I database e gli insiemi di dati godono di una certa protezione ai sensi della legge sul diritto d’autore, anche se la legge sul diritto d’autore richiede l’originalità delle opere che protegge, e i dati “grezzi” non sono tutelabili dal diritto d’autore. Detto questo, i database o i dataset contenenti i dati possono essere protetti come compilazioni nella misura in cui la loro selezione e disposizione dimostrano il livello di originalità richiesto, o protetti come segreti commerciali con rimedi penali ai sensi della legge sullo spionaggio economico e rimedi civili ai sensi della legge sul segreto commerciale Defend Trade Secrets Act.

 

  • In che modo l’IA ha un impatto sul diritto segreto commerciale? Il Defend Trade Secrets Act (DTSA), ex 18 U.S.C. 1836 e seguenti, è adeguato ad affrontare l’uso dell’IA sul mercato?

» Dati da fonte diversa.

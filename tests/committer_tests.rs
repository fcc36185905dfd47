//! Two-stream alignment tests against real store files

use ndarray::{s, Array2};
use piano_feature_store::error::CommitError;
use piano_feature_store::store::{Compression, FeatureStore, StoreReader};
use piano_feature_store::DualStreamCommitter;
use std::path::{Path, PathBuf};
use tempfile::tempdir;

const MEL_HEIGHT: usize = 8;
const ROLL_HEIGHT: usize = 5;

fn committer(dir: &Path) -> (DualStreamCommitter, PathBuf, PathBuf) {
    let mel_path = dir.join("mel.fstore");
    let roll_path = dir.join("roll.fstore");
    let mel = FeatureStore::create(&mel_path, MEL_HEIGHT, Compression::Zstd, 16, 16, true).unwrap();
    let roll = FeatureStore::create(&roll_path, ROLL_HEIGHT, Compression::Zstd, 16, 16, true).unwrap();
    (DualStreamCommitter::new(Some(mel), roll), mel_path, roll_path)
}

fn filled(height: usize, width: usize, value: f32) -> Array2<f32> {
    Array2::from_elem((height, width), value)
}

#[test]
fn test_short_roll_is_zero_padded() {
    let dir = tempdir().unwrap();
    let (mut committer, mel_path, roll_path) = committer(dir.path());

    committer
        .commit(Some(filled(MEL_HEIGHT, 100, -3.0)), filled(ROLL_HEIGHT, 97, 1.0), "padded")
        .unwrap();
    committer.finalize().unwrap();

    let mel = StoreReader::open(&mel_path).unwrap();
    let roll = StoreReader::open(&roll_path).unwrap();
    assert_eq!(mel.total_width(), 100);
    assert_eq!(roll.total_width(), 100);

    let sample = roll.sample(0).unwrap();
    assert!(sample.slice(s![.., ..97]).iter().all(|&v| v == 1.0));
    assert!(sample.slice(s![.., 97..]).iter().all(|&v| v == 0.0));
}

#[test]
fn test_long_roll_mutates_neither_store() {
    let dir = tempdir().unwrap();
    let (mut committer, mel_path, roll_path) = committer(dir.path());

    committer.commit(Some(filled(MEL_HEIGHT, 20, 0.5)), filled(ROLL_HEIGHT, 20, 1.0), "first").unwrap();
    let err = committer
        .commit(Some(filled(MEL_HEIGHT, 90, 0.5)), filled(ROLL_HEIGHT, 95, 1.0), "rejected")
        .unwrap_err();
    assert!(matches!(err, CommitError::LengthInvariantViolation { spectrogram: 90, roll: 95 }));
    assert_eq!(committer.committed(), 1);
    assert_eq!(committer.roll_store().total_columns(), 20);
    assert_eq!(committer.spectrogram_store().map(|s| s.total_columns()), Some(20));

    committer.commit(Some(filled(MEL_HEIGHT, 30, 0.5)), filled(ROLL_HEIGHT, 25, 1.0), "third").unwrap();
    committer.finalize().unwrap();

    for path in [&mel_path, &roll_path] {
        let reader = StoreReader::open(path).unwrap();
        assert_eq!(reader.len(), 2);
        assert_eq!(reader.boundaries(), vec![0, 20]);
        assert_eq!(reader.metadata(0), Some("first"));
        assert_eq!(reader.metadata(1), Some("third"));
    }
}

#[test]
fn test_aligned_widths_across_many_commits() {
    let dir = tempdir().unwrap();
    let (mut committer, mel_path, roll_path) = committer(dir.path());

    for (i, (mel_w, roll_w)) in [(10, 10), (33, 31), (7, 1), (50, 49)].into_iter().enumerate() {
        committer
            .commit(Some(filled(MEL_HEIGHT, mel_w, 0.0)), filled(ROLL_HEIGHT, roll_w, 1.0), &i.to_string())
            .unwrap();
    }
    committer.finalize().unwrap();

    let mel = StoreReader::open(&mel_path).unwrap();
    let roll = StoreReader::open(&roll_path).unwrap();
    assert_eq!(mel.boundaries(), roll.boundaries());
    for i in 0..mel.len() {
        assert_eq!(mel.sample(i).unwrap().ncols(), roll.sample(i).unwrap().ncols());
        assert_eq!(mel.metadata(i), roll.metadata(i));
    }
}

#[test]
fn test_finalize_twice_fails() {
    let dir = tempdir().unwrap();
    let (mut committer, _, _) = committer(dir.path());
    committer.finalize().unwrap();
    assert!(committer.finalize().is_err());
}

La legge sul segreto commerciale non si occupa di come il segreto commerciale viene creato o da chi, ma prevede invece i diritti del proprietario. Ad oggi le normative, per la maggior parte dei commentatori, sono sufficienti, sebbene in futuro potrebbero sorgere necessità di implementarle.

Le ultime tre domande, 11) 12) e 13), sono sempre relative alla opportunità o alla necessità di allargare il panorama normativo attuale, ma la maggior parte dei commenti ha, almeno per ora, osservato che, sebbene sarebbe auspicabile “che i Paesi adottassero regole e criteri ampiamente simili (o almeno non in conflitto) intorno a molte questioni di proprietà intellettuale sollevate dall’IA e dal suo uso dei dati”, nel complesso, la maggioranza ha confermato che il quadro normativo esistente in materia di diritto d’autore, marchio e segreto commerciale è sufficientemente robusto e flessibile per affrontare adeguatamente le questioni sollevate dall’IA.